SIMPLE SUMMARY: Previously, we have demonstrated that lipid and lipoprotein profiles in breast cancer patients are altered compared to a control showing a new link between triglycerides enriched particles and breast cancer, hence suggesting an active role of lipids and their metabolism in this pathology. In this study, we have demonstrated the importance of tumor microenvironment crosstalk as well as the crucial role of lipid transfer between adipose tissue and cancerous cells. Moreover, we have demonstrated that each breast cancer subtype has their specific lipid signature. Interestingly, drug resistant luminal A cell lines switch this metabolic profile to the triple negative lipid signature. Knowledge of these signatures might help us to understand how these specific lipids are related with drug resistance and how it may clarify new treatments in these cancer patients. ABSTRACT: Obesity and adipose tissue have been closely related to a poor cancer prognosis, especially in prostate and breast cancer patients.
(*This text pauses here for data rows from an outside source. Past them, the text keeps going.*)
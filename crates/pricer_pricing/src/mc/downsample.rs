//! Path downsampling for export.
//!
//! A run may hold millions of paths; the export keeps at most 50 series.
//! Paths are grouped into consecutive batches and each batch is replaced
//! by its per-step mean.
//!
//! - N ≤ 100: one series per path
//! - N > 100: target = clamp(⌊√N⌋, 15, 50), batch = N / target,
//!   columns = ⌈N / batch⌉ (the last batch may be short, never empty)

use std::fmt;

use super::matrix::PathMatrix;

const MAX_INDIVIDUAL_PATHS: usize = 100;
const MIN_LINES: usize = 15;
const MAX_LINES: usize = 50;

/// Number of series aimed for when exporting `num_paths` paths.
///
/// # Examples
///
/// ```rust
/// use pricer_pricing::mc::target_lines;
///
/// assert_eq!(target_lines(42), 42);
/// assert_eq!(target_lines(101), 15);
/// assert_eq!(target_lines(1_000), 31);
/// assert_eq!(target_lines(1_000_000), 50);
/// ```
pub fn target_lines(num_paths: usize) -> usize {
    if num_paths <= MAX_INDIVIDUAL_PATHS {
        num_paths
    } else {
        isqrt(num_paths).clamp(MIN_LINES, MAX_LINES)
    }
}

/// Number of consecutive paths averaged into one series (at least 1).
///
/// # Examples
///
/// ```rust
/// use pricer_pricing::mc::batch_size;
///
/// assert_eq!(batch_size(50), 1);
/// assert_eq!(batch_size(101), 6);
/// assert_eq!(batch_size(10_000), 200);
/// ```
pub fn batch_size(num_paths: usize) -> usize {
    match target_lines(num_paths) {
        0 => 1,
        target => (num_paths / target).max(1),
    }
}

fn isqrt(n: usize) -> usize {
    let mut root = (n as f64).sqrt() as usize;
    while root.checked_mul(root).map_or(true, |sq| sq > n) {
        root -= 1;
    }
    while (root + 1).checked_mul(root + 1).is_some_and(|sq| sq <= n) {
        root += 1;
    }
    root
}

/// Column label of one exported series.
///
/// Indices are 0-based; `end` is the last member path (inclusive).
#[derive(Clone, Copy, Debug, PartialEq, Eq)]
pub enum SeriesLabel {
    /// A single path, rendered `path_<i>`.
    Path(usize),
    /// Mean of paths `start..=end`, rendered `avg_paths_<start>-<end>`.
    Average {
        /// First member path.
        start: usize,
        /// Last member path.
        end: usize,
    },
}

impl fmt::Display for SeriesLabel {
    fn fmt(&self, f: &mut fmt::Formatter<'_>) -> fmt::Result {
        match self {
            Self::Path(i) => write!(f, "path_{}", i),
            Self::Average { start, end } => write!(f, "avg_paths_{}-{}", start, end),
        }
    }
}

/// Downsampled series: one row per time step, one column per batch.
#[derive(Clone, Debug, PartialEq)]
pub struct ExportSeries {
    labels: Vec<SeriesLabel>,
    rows: Vec<Vec<f64>>,
    batch_size: usize,
}

impl ExportSeries {
    /// Column labels, in column order.
    #[inline]
    pub fn labels(&self) -> &[SeriesLabel] {
        &self.labels
    }

    /// Rows in time-step order; `rows()[j][b]` is the mean of batch `b` at step `j`.
    #[inline]
    pub fn rows(&self) -> &[Vec<f64>] {
        &self.rows
    }

    /// Number of rows (M).
    #[inline]
    pub fn num_rows(&self) -> usize {
        self.rows.len()
    }

    /// Number of series columns, excluding the time-step column.
    #[inline]
    pub fn num_columns(&self) -> usize {
        self.labels.len()
    }

    /// Paths per batch.
    #[inline]
    pub fn batch_size(&self) -> usize {
        self.batch_size
    }

    /// CSV header: `time_step` followed by every label.
    pub fn header(&self) -> Vec<String> {
        std::iter::once("time_step".to_string())
            .chain(self.labels.iter().map(ToString::to_string))
            .collect()
    }
}

/// Compresses `matrix` into at most 50 series (or N when N ≤ 100).
///
/// # Examples
///
/// ```rust
/// use pricer_pricing::mc::{downsample, PathMatrix};
///
/// let matrix = PathMatrix::zeros(10, 10_000);
/// let series = downsample(&matrix);
/// assert_eq!(series.num_rows(), 10);
/// assert_eq!(series.num_columns(), 50);
/// assert_eq!(series.labels()[0].to_string(), "avg_paths_0-199");
/// ```
pub fn downsample(matrix: &PathMatrix) -> ExportSeries {
    let (num_steps, num_paths) = matrix.shape();
    let batch = batch_size(num_paths);
    let num_batches = num_paths.div_ceil(batch);

    let mut labels = Vec::with_capacity(num_batches);
    let mut rows: Vec<Vec<f64>> = (0..num_steps)
        .map(|_| Vec::with_capacity(num_batches))
        .collect();
    let mut acc = vec![0.0; num_steps];

    for b in 0..num_batches {
        let start = b * batch;
        let end = (start + batch).min(num_paths);

        acc.fill(0.0);
        for path in start..end {
            for (sum, &price) in acc.iter_mut().zip(matrix.path(path)) {
                *sum += price;
            }
        }

        let count = (end - start) as f64;
        for (row, &sum) in rows.iter_mut().zip(&acc) {
            row.push(sum / count);
        }

        labels.push(if batch == 1 {
            SeriesLabel::Path(start)
        } else {
            SeriesLabel::Average {
                start,
                end: end - 1,
            }
        });
    }

    ExportSeries {
        labels,
        rows,
        batch_size: batch,
    }
}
The ability of transferring lipids from the adipose tissue to the tumor cells is actively linked to tumor progression. However, different types of breast tumor seem to use these lipids in different ways and metabolize them in different pathways. In this study we have tracked by mass spectrometry how palmitic acid from the adipocytes is released to media being later incorporated in different breast cancer cell lines (MDA-MB-231, SKBR3, BT474, MCF-7 and its resistant MCF-7 EPI(R) and MCF-7 TAX(R)). We have observed that different lines metabolize the palmitic acid in a different way and use their carbons in the synthesis of different new lipid families. Furthermore, we have observed that the lipid synthesis pattern varied according to the cell line. Surprisingly, the metabolic pattern of the resistant cells was more related to the TNBC cell line compared to their sensitive cell line MCF-7. These results allow us to determine a specific lipid pattern in different cell lines that later might be used in breast cancer diagnosis and to find a better treatment according to the cancer molecular type.